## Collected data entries

[Start of Attachment]

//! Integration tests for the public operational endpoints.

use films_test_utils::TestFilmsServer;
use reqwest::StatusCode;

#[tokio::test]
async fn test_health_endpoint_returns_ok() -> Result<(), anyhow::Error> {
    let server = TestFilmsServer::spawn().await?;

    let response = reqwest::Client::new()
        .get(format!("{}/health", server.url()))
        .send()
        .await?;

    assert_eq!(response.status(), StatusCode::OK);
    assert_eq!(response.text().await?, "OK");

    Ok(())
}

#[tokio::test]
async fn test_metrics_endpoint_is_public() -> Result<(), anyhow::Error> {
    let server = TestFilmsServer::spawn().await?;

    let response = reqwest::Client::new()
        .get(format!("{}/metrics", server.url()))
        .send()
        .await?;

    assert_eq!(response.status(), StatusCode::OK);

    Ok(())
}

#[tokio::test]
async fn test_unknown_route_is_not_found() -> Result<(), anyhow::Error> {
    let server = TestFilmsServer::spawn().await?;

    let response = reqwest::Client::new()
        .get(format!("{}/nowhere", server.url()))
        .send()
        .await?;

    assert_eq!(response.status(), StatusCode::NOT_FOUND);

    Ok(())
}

[End of Attachment]
[Start of Attachment]

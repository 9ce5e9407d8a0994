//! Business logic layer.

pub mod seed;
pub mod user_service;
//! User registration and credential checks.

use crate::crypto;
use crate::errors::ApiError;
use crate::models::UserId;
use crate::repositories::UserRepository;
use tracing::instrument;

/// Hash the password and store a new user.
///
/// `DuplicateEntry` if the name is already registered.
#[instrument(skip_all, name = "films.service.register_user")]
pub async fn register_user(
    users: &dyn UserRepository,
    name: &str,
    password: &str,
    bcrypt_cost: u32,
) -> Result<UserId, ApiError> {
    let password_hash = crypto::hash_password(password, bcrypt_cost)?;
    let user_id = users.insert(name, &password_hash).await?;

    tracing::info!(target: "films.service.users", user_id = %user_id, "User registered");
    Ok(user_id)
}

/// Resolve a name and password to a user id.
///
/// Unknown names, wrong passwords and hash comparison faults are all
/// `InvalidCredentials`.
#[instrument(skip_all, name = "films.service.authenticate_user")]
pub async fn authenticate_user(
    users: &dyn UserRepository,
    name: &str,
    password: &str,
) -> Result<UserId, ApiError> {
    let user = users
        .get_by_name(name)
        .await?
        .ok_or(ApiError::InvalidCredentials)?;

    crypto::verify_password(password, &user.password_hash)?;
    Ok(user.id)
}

[End of Attachment]

## TASK GOAL
A bare number is the whole answer: how many lines in the entries contain "users"?

## OUTPUT BELOW
5